Fleas are parasites that live on the blood that they draw from an animal they bite. They do more than to merely than bite though. The saliva of a flea contains the eggs of parasitic worms. With the eggs of parasitic worms on their skin, dogs can become extremely itchy and uncomfortable. Puppies are small and they can’t afford the kind of blood loss that flea bites come with. Their little bodies quickly become anemic as can be seen from a puppy’s pale gums.
Almost any standard over-the-counter flea medication usually comes with warnings against use on puppies that are less than two months old. About the most popular treatment available for puppies is the Capstar one. It can be used as a flea pest control method with a puppy as young as a month old. With very young puppies, the best way to help with a flea pest control problem is usually to do it by hand and not depend on any treatments. What you do is, you bathe the young puppy in mild warm water with soap. This will usually kill all fleas.Once you’re done, you can dry your puppy and use a flea comb to remove any fleas that remain.
The way to bathe a puppy for flea control purposes is to apply the soap to the puppy’s coat before you actually wet the puppy.

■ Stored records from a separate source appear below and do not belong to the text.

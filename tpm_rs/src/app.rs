use std::path::PathBuf;

use crate::commands::{CommandError, CommandRouter, COMMAND_NAME, USAGE};
use crate::config::TpmConfig;
use crate::host::{CommandSource, Feedback, Host, WorldHandle};
use crate::registry::RegistryStore;

/// Glue between a [Host] and the waypoint commands, owning the per-world registries.
pub struct TpmApp<H: Host> {
    host: H,
    store: RegistryStore,
    router: CommandRouter,
    config: TpmConfig,
}

impl<H: Host> TpmApp<H> {
    pub fn new(saves_directory: impl Into<PathBuf>, host: H, config: TpmConfig) -> Self {
        let saves_directory = saves_directory.into();
        log::info!("TPM commands registered.");
        log::debug!("Global locations are stored under {}", saves_directory.display());

        Self {
            host,
            store: RegistryStore::new(saves_directory),
            router: CommandRouter::new(config.broadcast_to_ops),
            config,
        }
    }

    pub fn host(&self) -> &H {
        &self.host
    }

    /// Replace the active config, e.g. after the user edited the config file.
    pub fn set_config(&mut self, config: TpmConfig) {
        self.router = CommandRouter::new(config.broadcast_to_ops);
        self.config = config;
    }

    /// Execute a full command line such as `/tpm set base` for `source`.
    ///
    /// Anything a user can cause is reported back to `source` as a failure line. Only misuse of the registry
    /// (wrong side) and storage failures are returned as errors.
    pub fn run_command(&mut self, source: &CommandSource, line: &str) -> eyre::Result<()> {
        let mut tokens = line.trim().trim_start_matches('/').split_whitespace();

        if tokens.next() != Some(COMMAND_NAME) {
            self.host
                .send_feedback(source, Feedback::failure(format!("Unknown command: {}", line.trim())));
            return Ok(());
        }

        let args: Vec<&str> = tokens.collect();
        log::debug!("Running `{COMMAND_NAME} {}` for {:?}", args.join(" "), source.actor);

        match self.router.execute(&mut self.host, &mut self.store, source, &args) {
            Ok(()) => {
                if self.config.save_on_change {
                    self.store.save(&source.world.name)?;
                }
            }
            Err(CommandError::Registry(e)) => return Err(e.into()),
            Err(e @ CommandError::Syntax(_)) => {
                self.host.send_feedback(source, Feedback::failure(e.to_string()));
                self.host.send_feedback(source, Feedback::failure(format!("Usage: {USAGE}")));
            }
            Err(e @ CommandError::Host(_)) => {
                log::warn!("Command `{}` failed in the host: {e}", line.trim());
                self.host.send_feedback(source, Feedback::failure(e.to_string()));
            }
            Err(e) => self.host.send_feedback(source, Feedback::failure(e.to_string())),
        }

        Ok(())
    }

    /// Completion candidates for the partially typed `line`.
    pub fn suggest(&mut self, source: &CommandSource, line: &str) -> Vec<String> {
        let line = line.trim_start().trim_start_matches('/');
        let mut tokens: Vec<&str> = line.split_whitespace().collect();

        if tokens.first() != Some(&COMMAND_NAME) {
            return Vec::new();
        }
        // A trailing space starts a new, still empty, argument.
        if line.ends_with(char::is_whitespace) {
            tokens.push("");
        }

        self.router.suggest(&mut self.store, source, &tokens[1..])
    }

    /// Host hook for world saves, flushes that world's locations if they changed.
    pub fn on_world_save(&mut self, world: &WorldHandle) -> eyre::Result<()> {
        self.store.save(&world.name)?;
        Ok(())
    }

    pub fn on_world_unload(&mut self, world: &WorldHandle) -> eyre::Result<()> {
        self.store.unload(&world.name)?;
        log::info!("Unloaded global locations of `{}`", world.name);
        Ok(())
    }

    pub fn save_all(&mut self) -> eyre::Result<()> {
        self.store.save_all()?;
        Ok(())
    }
}

#[cfg(test)]
mod tests {
    use std::collections::HashMap;

    use super::*;
    use crate::host::{ActorHandle, Side};
    use crate::location::{BlockPos, Coordinates};

    #[derive(Default)]
    struct WorldHost {
        positions: HashMap<String, (String, BlockPos)>,
        lines: Vec<String>,
    }

    impl Host for WorldHost {
        fn resolve_actor(&self, name: &str) -> Option<ActorHandle> {
            self.positions.contains_key(name).then(|| ActorHandle(name.to_string()))
        }

        fn actor_region(&self, actor: &ActorHandle) -> eyre::Result<String> {
            Ok(self.positions[actor.name()].0.clone())
        }

        fn actor_position(&self, actor: &ActorHandle) -> eyre::Result<BlockPos> {
            Ok(self.positions[actor.name()].1)
        }

        fn move_actor(&mut self, actor: &ActorHandle, to: Coordinates) -> eyre::Result<()> {
            let entry = self
                .positions
                .get_mut(actor.name())
                .ok_or_else(|| eyre::eyre!("Actor left"))?;
            entry.1 = BlockPos::new(to.x.floor() as i32, to.y.floor() as i32, to.z.floor() as i32);
            Ok(())
        }

        fn send_feedback(&mut self, _source: &CommandSource, feedback: Feedback) {
            self.lines.push(feedback.text);
        }

        fn send_message(&mut self, _actor: &ActorHandle, text: &str) {
            self.lines.push(text.to_string());
        }
    }

    fn host() -> WorldHost {
        let mut host = WorldHost::default();
        host.positions
            .insert("Admin".into(), ("overworld".into(), BlockPos::new(10, 64, -3)));
        host.positions
            .insert("Steve".into(), ("overworld".into(), BlockPos::new(0, 70, 0)));
        host
    }

    fn admin() -> CommandSource {
        CommandSource {
            actor: Some(ActorHandle("Admin".into())),
            permission_level: 4,
            world: WorldHandle::server("world"),
        }
    }

    #[test]
    fn save_on_change_writes_immediately() {
        let dir = tempfile::tempdir().expect("create tempdir");
        let config = TpmConfig {
            save_on_change: true,
            ..Default::default()
        };
        let mut app = TpmApp::new(dir.path(), host(), config);

        app.run_command(&admin(), "/tpm set base").unwrap();

        assert!(dir.path().join("world/data/tpmod_locations.json").exists());
    }

    #[test]
    fn locations_survive_restart() {
        let dir = tempfile::tempdir().expect("create tempdir");
        let mut app = TpmApp::new(dir.path(), host(), TpmConfig::default());
        app.run_command(&admin(), "tpm set base").unwrap();
        app.on_world_save(&admin().world).unwrap();

        let mut restarted = TpmApp::new(dir.path(), host(), TpmConfig::default());
        restarted.run_command(&admin(), "tpm Steve base").unwrap();

        assert_eq!(restarted.host().positions["Steve"].1, BlockPos::new(10, 64, -3));
        assert_eq!(
            restarted.host().lines,
            vec!["Teleported player Steve to 'base'.", "You have been teleported to 'base' by an admin."]
        );
    }

    #[test]
    fn user_errors_become_failure_lines() {
        let dir = tempfile::tempdir().expect("create tempdir");
        let mut app = TpmApp::new(dir.path(), host(), TpmConfig::default());
        let mut console = admin();
        console.actor = None;

        app.run_command(&console, "tpm set base").unwrap();
        app.run_command(&admin(), "tpm Nobody base").unwrap();
        app.run_command(&admin(), "tp base").unwrap();

        assert_eq!(
            app.host().lines,
            vec![
                "A player is required to run this command here",
                "No player was found",
                "Unknown command: tp base",
            ]
        );
    }

    #[test]
    fn client_side_is_a_hard_error() {
        let dir = tempfile::tempdir().expect("create tempdir");
        let mut app = TpmApp::new(dir.path(), host(), TpmConfig::default());
        let mut source = admin();
        source.world.side = Side::Client;

        assert!(app.run_command(&source, "tpm ls").is_err());
    }

    #[test]
    fn suggest_handles_trailing_space() {
        let dir = tempfile::tempdir().expect("create tempdir");
        let mut app = TpmApp::new(dir.path(), host(), TpmConfig::default());
        app.run_command(&admin(), "tpm set base").unwrap();

        assert_eq!(app.suggest(&admin(), "/tpm rm "), vec!["base"]);
        assert_eq!(app.suggest(&admin(), "/tpm Steve ba"), vec!["base"]);
        assert_eq!(app.suggest(&admin(), "/tpm "), vec!["set", "rm", "ls"]);
        assert!(app.suggest(&admin(), "/gamemode ").is_empty());
    }
}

This way, the fleas have no time to prepare themselves for the assault. They just can’t survive in soap. The best soap for this kind of purpose is usually Dawn dish liquid. Prepare a soapy mixture half with water and half with soap and keep it ready before you bring your puppy into the room. You’ll need to soothe the puppy with a lot of tender loving care for a while before he’ll let you give him the treatment. Once your puppy is grown enough, say past the age of 2 to 3 months, you can put him on a regimen of preventive flea medication for his coat his whole life.